VIDEO: Sneak Peek - Sean Penn on CBS's PERSON TO PERSON
Oscar winner Sean Penn could be living comfortably in California, but for half his time he trades comfort for a tiny plywood cubicle not wider than a prison cell in a Haiti group home for aid workers where he's committed to helping victims of a 2010 earthquake, he tells Charlie Rose in an interview for the CBS News special PERSON TO PERSON to be broadcast Nov. 23, 2012 (10:00 PM ET/PT) on the CBS Television Network. Get a preview below!
Penn was moved to help Haiti after seeing a January 2010 news report on the 7.0 magnitude earthquake that devastated the country. At the time he had just gone through a divorce from Robin Wright Penn and uncertain what he would do next. He was horrified by the Civil War-like medical techniques being used on victims. "Here's an aspirin and now I'm gonna cut your arm off with a hardware store hacksaw," he recalls. "That was happening."

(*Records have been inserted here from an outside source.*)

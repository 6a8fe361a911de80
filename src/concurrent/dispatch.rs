//! Streaming a lazy iterator onto a rayon pool
//!
//! The calling thread is the single producer: it batches items into chunks and
//! spawns one task per chunk. A [`ProducerCountDownLatch`] tracks the chunks in
//! flight and bounds how far the producer can run ahead of the workers. A
//! panicking task is reported through the latch and fails the whole dispatch.

use super::latch::ProducerCountDownLatch;
use crate::domain::{KanonError, Result};
use rayon::ThreadPool;
use std::any::Any;
use std::panic::{self, AssertUnwindSafe};
use std::sync::Arc;

/// Chunks allowed in flight per pool thread before the producer blocks
const IN_FLIGHT_PER_THREAD: usize = 4;

/// Run `work` over every item of `items` on `pool`
///
/// Returns the number of items dispatched once every chunk has finished.
///
/// # Errors
///
/// [`KanonError::TaskFailed`] if any task panicked. The producer stops reading
/// `items` as soon as a failure is seen.
pub fn dispatch_chunks<I, T, F>(
    pool: &ThreadPool,
    items: I,
    chunk_size: usize,
    work: F,
) -> Result<usize>
where
    I: Iterator<Item = T>,
    T: Send + 'static,
    F: Fn(T) + Send + Sync + 'static,
{
    let chunk_size = chunk_size.max(1);
    let in_flight_limit = pool.current_num_threads().max(1) * IN_FLIGHT_PER_THREAD;
    let latch = Arc::new(ProducerCountDownLatch::new());
    let work = Arc::new(work);

    let mut dispatched = 0usize;
    let mut chunk = Vec::with_capacity(chunk_size);
    for item in items {
        chunk.push(item);
        dispatched += 1;
        if chunk.len() == chunk_size {
            latch.wait_for_capacity(in_flight_limit);
            if latch.has_failed() {
                break;
            }
            let full = std::mem::replace(&mut chunk, Vec::with_capacity(chunk_size));
            spawn_chunk(pool, &latch, &work, full);
        }
    }
    if !chunk.is_empty() && !latch.has_failed() {
        spawn_chunk(pool, &latch, &work, chunk);
    }
    latch.producer_complete();

    latch
        .wait()
        .map_err(|failure| KanonError::TaskFailed(failure.to_string()))?;
    Ok(dispatched)
}

fn spawn_chunk<T, F>(
    pool: &ThreadPool,
    latch: &Arc<ProducerCountDownLatch>,
    work: &Arc<F>,
    chunk: Vec<T>,
) where
    T: Send + 'static,
    F: Fn(T) + Send + Sync + 'static,
{
    latch.produce_one();
    let latch = Arc::clone(latch);
    let work = Arc::clone(work);
    pool.spawn(move || {
        let outcome = panic::catch_unwind(AssertUnwindSafe(|| {
            for item in chunk {
                work(item);
            }
        }));
        if let Err(payload) = outcome {
            latch.failure(anyhow::anyhow!(
                "task panicked: {}",
                panic_message(payload.as_ref())
            ));
        }
        latch.consume_one();
    });
}

/// Run `task` on the current thread, turning a panic into
/// [`KanonError::TaskFailed`]
///
/// Used for work that runs on rayon's own parallel iterators, where a panic
/// would otherwise unwind through the caller.
pub fn catch_task<R>(task: impl FnOnce() -> Result<R>) -> Result<R> {
    panic::catch_unwind(AssertUnwindSafe(task)).unwrap_or_else(|payload| {
        Err(KanonError::TaskFailed(format!(
            "task panicked: {}",
            panic_message(payload.as_ref())
        )))
    })
}

fn panic_message(payload: &(dyn Any + Send)) -> String {
    if let Some(message) = payload.downcast_ref::<&str>() {
        message.to_string()
    } else if let Some(message) = payload.downcast_ref::<String>() {
        message.clone()
    } else {
        "non-string panic payload".to_string()
    }
}

#[cfg(test)]
mod tests {
    use super::*;
    use std::sync::atomic::{AtomicUsize, Ordering};

    fn pool(threads: usize) -> ThreadPool {
        rayon::ThreadPoolBuilder::new()
            .num_threads(threads)
            .build()
            .unwrap()
    }

    #[test]
    fn test_every_item_is_processed() {
        let pool = pool(4);
        let sum = Arc::new(AtomicUsize::new(0));
        let sink = Arc::clone(&sum);

        let dispatched = dispatch_chunks(&pool, 1..=1_000usize, 7, move |n| {
            sink.fetch_add(n, Ordering::SeqCst);
        })
        .unwrap();

        assert_eq!(dispatched, 1_000);
        assert_eq!(sum.load(Ordering::SeqCst), 500_500);
    }

    #[test]
    fn test_empty_iterator() {
        let pool = pool(2);
        let dispatched = dispatch_chunks(&pool, std::iter::empty::<u8>(), 16, |_| {}).unwrap();
        assert_eq!(dispatched, 0);
    }

    #[test]
    fn test_panicking_task_fails_dispatch() {
        let pool = pool(2);
        let result = dispatch_chunks(&pool, 0..100u32, 10, |n| {
            if n == 42 {
                panic!("bad value {n}");
            }
        });

        match result {
            Err(KanonError::TaskFailed(message)) => assert!(message.contains("bad value 42")),
            other => panic!("expected TaskFailed, got {other:?}"),
        }
    }

    #[test]
    fn test_catch_task_maps_panic() {
        let result: Result<()> = catch_task(|| panic!("vector for {}", "Victim"));
        match result {
            Err(KanonError::TaskFailed(message)) => {
                assert_eq!(message, "task panicked: vector for Victim")
            }
            other => panic!("expected TaskFailed, got {other:?}"),
        }
    }

    #[test]
    fn test_catch_task_passes_through_result() {
        assert_eq!(catch_task(|| Ok(7)).unwrap(), 7);
        let err = catch_task::<()>(|| Err(KanonError::Io("gone".to_string()))).unwrap_err();
        assert!(matches!(err, KanonError::Io(_)));
    }
}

Previously, his son had suffered a traumatic brain injury and Penn remembered how morphine helped alleviate the pain. He couldn't imagine the suffering of those in Haiti without it. "And something just clicked," Penn tells Rose. "Haiti earthquake, amputations on children and others with no IV medications. And the joke I've always made is that an actor in Hollywood knows where to find narcotics, but not bulk narcotics."
Penn called well-connected friends for what he thought would be a short mission to Haiti to deliver medicine and medical personnel. What resulted would be a life-changing effort to help others in ways he never could have imagined.
"When you look down a city block of devastation and you see the pain and the death, you feel like, I can fix this," he says of his first impressions. He realized it was bigger than that after taking a helicopter tour. "It wasn't about fixing it anymore; it was about helping as much as you could."
In the first year he rarely left Haiti. Penn created the Haitian Relief Organization he's named J/P HRO, which now provides free medical services to about 8,000 patients a month. He's also launching schools, a community center and hiring Haitians to build homes to replace their damaged ones.